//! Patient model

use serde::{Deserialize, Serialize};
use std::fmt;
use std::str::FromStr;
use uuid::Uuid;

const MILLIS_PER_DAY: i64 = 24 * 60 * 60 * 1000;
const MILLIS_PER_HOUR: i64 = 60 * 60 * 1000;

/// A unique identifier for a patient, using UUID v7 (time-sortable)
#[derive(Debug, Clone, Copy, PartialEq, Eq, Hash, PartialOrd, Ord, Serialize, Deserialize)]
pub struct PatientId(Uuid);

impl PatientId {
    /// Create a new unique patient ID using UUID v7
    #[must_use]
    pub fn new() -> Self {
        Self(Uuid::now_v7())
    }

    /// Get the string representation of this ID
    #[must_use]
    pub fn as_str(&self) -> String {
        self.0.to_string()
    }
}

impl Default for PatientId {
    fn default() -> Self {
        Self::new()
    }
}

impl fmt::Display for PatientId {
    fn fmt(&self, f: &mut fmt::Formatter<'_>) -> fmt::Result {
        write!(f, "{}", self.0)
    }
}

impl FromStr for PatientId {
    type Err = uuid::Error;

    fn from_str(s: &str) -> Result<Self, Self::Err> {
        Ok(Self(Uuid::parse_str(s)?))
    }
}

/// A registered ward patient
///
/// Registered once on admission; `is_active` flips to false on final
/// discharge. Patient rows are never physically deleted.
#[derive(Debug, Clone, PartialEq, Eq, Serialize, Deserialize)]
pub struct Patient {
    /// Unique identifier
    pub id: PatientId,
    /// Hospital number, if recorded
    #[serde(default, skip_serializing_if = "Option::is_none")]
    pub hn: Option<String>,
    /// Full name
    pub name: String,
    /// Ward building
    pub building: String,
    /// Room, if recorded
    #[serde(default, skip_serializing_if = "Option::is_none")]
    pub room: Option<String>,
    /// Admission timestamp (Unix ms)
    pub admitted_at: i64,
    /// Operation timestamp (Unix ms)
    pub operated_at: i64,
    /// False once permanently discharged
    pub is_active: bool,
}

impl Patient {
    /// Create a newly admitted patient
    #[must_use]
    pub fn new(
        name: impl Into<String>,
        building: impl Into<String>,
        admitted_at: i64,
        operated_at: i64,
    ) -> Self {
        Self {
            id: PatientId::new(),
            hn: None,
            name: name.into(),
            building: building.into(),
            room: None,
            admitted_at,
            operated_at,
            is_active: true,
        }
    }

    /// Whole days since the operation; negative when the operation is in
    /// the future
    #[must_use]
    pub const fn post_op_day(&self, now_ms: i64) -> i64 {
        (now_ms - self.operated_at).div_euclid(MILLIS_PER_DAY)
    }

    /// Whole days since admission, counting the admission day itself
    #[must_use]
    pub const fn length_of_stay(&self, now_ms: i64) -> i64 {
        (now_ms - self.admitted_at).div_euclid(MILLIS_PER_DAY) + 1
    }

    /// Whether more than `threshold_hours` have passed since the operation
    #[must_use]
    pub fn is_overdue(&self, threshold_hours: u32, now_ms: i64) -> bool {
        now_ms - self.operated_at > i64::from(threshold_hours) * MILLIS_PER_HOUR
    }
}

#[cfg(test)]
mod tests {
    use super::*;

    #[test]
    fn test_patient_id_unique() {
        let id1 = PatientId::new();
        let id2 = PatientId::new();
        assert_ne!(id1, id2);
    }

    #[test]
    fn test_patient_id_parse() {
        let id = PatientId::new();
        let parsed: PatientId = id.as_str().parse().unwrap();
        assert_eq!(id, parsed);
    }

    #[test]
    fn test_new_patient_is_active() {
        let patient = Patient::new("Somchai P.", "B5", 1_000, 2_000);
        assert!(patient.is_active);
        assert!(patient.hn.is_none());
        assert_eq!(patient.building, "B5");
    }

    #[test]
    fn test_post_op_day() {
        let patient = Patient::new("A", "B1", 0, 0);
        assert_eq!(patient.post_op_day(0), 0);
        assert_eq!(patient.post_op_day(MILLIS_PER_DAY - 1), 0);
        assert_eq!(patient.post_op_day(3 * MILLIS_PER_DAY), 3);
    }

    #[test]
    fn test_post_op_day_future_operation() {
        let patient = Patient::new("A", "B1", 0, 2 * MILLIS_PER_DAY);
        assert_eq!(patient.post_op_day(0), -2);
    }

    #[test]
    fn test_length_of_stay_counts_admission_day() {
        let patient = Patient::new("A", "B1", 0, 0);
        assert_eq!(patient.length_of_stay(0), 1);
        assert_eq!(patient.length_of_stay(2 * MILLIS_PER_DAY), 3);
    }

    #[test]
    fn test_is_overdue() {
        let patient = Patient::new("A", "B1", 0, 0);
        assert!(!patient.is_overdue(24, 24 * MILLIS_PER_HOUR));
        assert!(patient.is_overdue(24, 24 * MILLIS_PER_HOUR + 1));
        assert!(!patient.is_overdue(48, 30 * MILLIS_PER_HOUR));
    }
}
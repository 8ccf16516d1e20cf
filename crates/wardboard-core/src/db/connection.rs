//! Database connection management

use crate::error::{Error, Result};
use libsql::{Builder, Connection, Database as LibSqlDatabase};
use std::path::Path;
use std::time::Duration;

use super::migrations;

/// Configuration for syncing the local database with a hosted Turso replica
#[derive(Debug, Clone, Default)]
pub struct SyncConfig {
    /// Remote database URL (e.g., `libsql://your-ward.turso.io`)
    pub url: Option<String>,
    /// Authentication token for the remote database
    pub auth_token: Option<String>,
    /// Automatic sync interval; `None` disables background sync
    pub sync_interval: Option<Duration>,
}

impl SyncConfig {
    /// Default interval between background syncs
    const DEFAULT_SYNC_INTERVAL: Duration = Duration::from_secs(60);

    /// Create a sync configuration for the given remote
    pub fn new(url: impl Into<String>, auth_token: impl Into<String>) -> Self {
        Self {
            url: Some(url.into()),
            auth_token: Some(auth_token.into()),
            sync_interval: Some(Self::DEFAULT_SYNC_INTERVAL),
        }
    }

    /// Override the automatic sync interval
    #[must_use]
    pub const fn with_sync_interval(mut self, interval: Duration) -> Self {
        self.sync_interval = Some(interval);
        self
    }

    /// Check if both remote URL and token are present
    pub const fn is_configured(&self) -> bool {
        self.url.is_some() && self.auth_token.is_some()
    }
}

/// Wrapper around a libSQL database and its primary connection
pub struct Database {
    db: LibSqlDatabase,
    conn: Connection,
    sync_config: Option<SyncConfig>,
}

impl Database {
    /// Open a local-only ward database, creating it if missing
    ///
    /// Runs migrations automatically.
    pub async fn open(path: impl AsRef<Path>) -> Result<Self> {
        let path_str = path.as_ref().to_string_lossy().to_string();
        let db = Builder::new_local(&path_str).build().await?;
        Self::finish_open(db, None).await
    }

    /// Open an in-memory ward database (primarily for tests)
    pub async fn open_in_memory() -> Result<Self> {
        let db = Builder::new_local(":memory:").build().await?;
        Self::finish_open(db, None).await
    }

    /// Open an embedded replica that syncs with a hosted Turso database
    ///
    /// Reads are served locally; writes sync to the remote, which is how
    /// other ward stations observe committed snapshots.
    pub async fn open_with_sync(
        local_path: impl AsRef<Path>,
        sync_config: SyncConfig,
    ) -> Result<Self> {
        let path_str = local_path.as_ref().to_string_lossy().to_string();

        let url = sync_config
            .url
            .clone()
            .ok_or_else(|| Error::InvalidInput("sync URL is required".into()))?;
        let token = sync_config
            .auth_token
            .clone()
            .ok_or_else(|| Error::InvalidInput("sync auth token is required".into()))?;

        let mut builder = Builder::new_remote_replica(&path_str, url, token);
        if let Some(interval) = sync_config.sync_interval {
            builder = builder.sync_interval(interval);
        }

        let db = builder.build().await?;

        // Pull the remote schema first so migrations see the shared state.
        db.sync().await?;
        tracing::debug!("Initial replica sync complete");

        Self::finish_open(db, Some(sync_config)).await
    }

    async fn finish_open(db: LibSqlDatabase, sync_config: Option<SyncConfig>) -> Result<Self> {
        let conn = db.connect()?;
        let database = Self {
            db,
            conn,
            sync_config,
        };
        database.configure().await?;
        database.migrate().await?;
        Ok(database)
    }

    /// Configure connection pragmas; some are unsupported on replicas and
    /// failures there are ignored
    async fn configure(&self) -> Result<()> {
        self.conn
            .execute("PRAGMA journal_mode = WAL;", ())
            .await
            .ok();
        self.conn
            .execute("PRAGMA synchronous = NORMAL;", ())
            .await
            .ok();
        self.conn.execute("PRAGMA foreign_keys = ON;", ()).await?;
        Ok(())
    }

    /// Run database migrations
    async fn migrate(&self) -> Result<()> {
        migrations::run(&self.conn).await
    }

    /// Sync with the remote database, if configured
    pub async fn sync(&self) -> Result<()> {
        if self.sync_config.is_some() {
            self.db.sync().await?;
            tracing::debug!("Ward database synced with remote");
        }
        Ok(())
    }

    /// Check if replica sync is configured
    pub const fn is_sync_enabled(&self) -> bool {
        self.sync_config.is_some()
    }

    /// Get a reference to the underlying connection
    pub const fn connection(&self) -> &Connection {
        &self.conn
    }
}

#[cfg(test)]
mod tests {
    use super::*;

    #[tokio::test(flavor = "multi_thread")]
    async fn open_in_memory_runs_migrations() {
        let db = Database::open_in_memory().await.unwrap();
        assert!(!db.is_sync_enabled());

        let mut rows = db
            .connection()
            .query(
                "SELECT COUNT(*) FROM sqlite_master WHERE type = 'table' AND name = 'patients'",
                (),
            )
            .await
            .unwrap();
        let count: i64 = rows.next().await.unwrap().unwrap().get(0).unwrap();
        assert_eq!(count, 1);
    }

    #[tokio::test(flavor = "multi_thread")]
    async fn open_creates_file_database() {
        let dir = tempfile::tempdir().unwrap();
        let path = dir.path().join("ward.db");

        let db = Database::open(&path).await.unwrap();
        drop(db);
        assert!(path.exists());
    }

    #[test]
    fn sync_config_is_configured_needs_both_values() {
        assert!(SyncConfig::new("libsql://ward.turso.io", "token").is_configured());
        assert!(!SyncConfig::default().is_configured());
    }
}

#####

**What needs to be done:** Quote exactly the lines running from the start of the listing above through the line where "impl Default for" is found, and output no other lines.

**Solved exercise:**
//! Patient model

use serde::{Deserialize, Serialize};
use std::fmt;
use std::str::FromStr;
use uuid::Uuid;

const MILLIS_PER_DAY: i64 = 24 * 60 * 60 * 1000;
const MILLIS_PER_HOUR: i64 = 60 * 60 * 1000;

/// A unique identifier for a patient, using UUID v7 (time-sortable)
#[derive(Debug, Clone, Copy, PartialEq, Eq, Hash, PartialOrd, Ord, Serialize, Deserialize)]
pub struct PatientId(Uuid);

impl PatientId {
    /// Create a new unique patient ID using UUID v7
    #[must_use]
    pub fn new() -> Self {
        Self(Uuid::now_v7())
    }

    /// Get the string representation of this ID
    #[must_use]
    pub fn as_str(&self) -> String {
        self.0.to_string()
    }
}

impl Default for PatientId {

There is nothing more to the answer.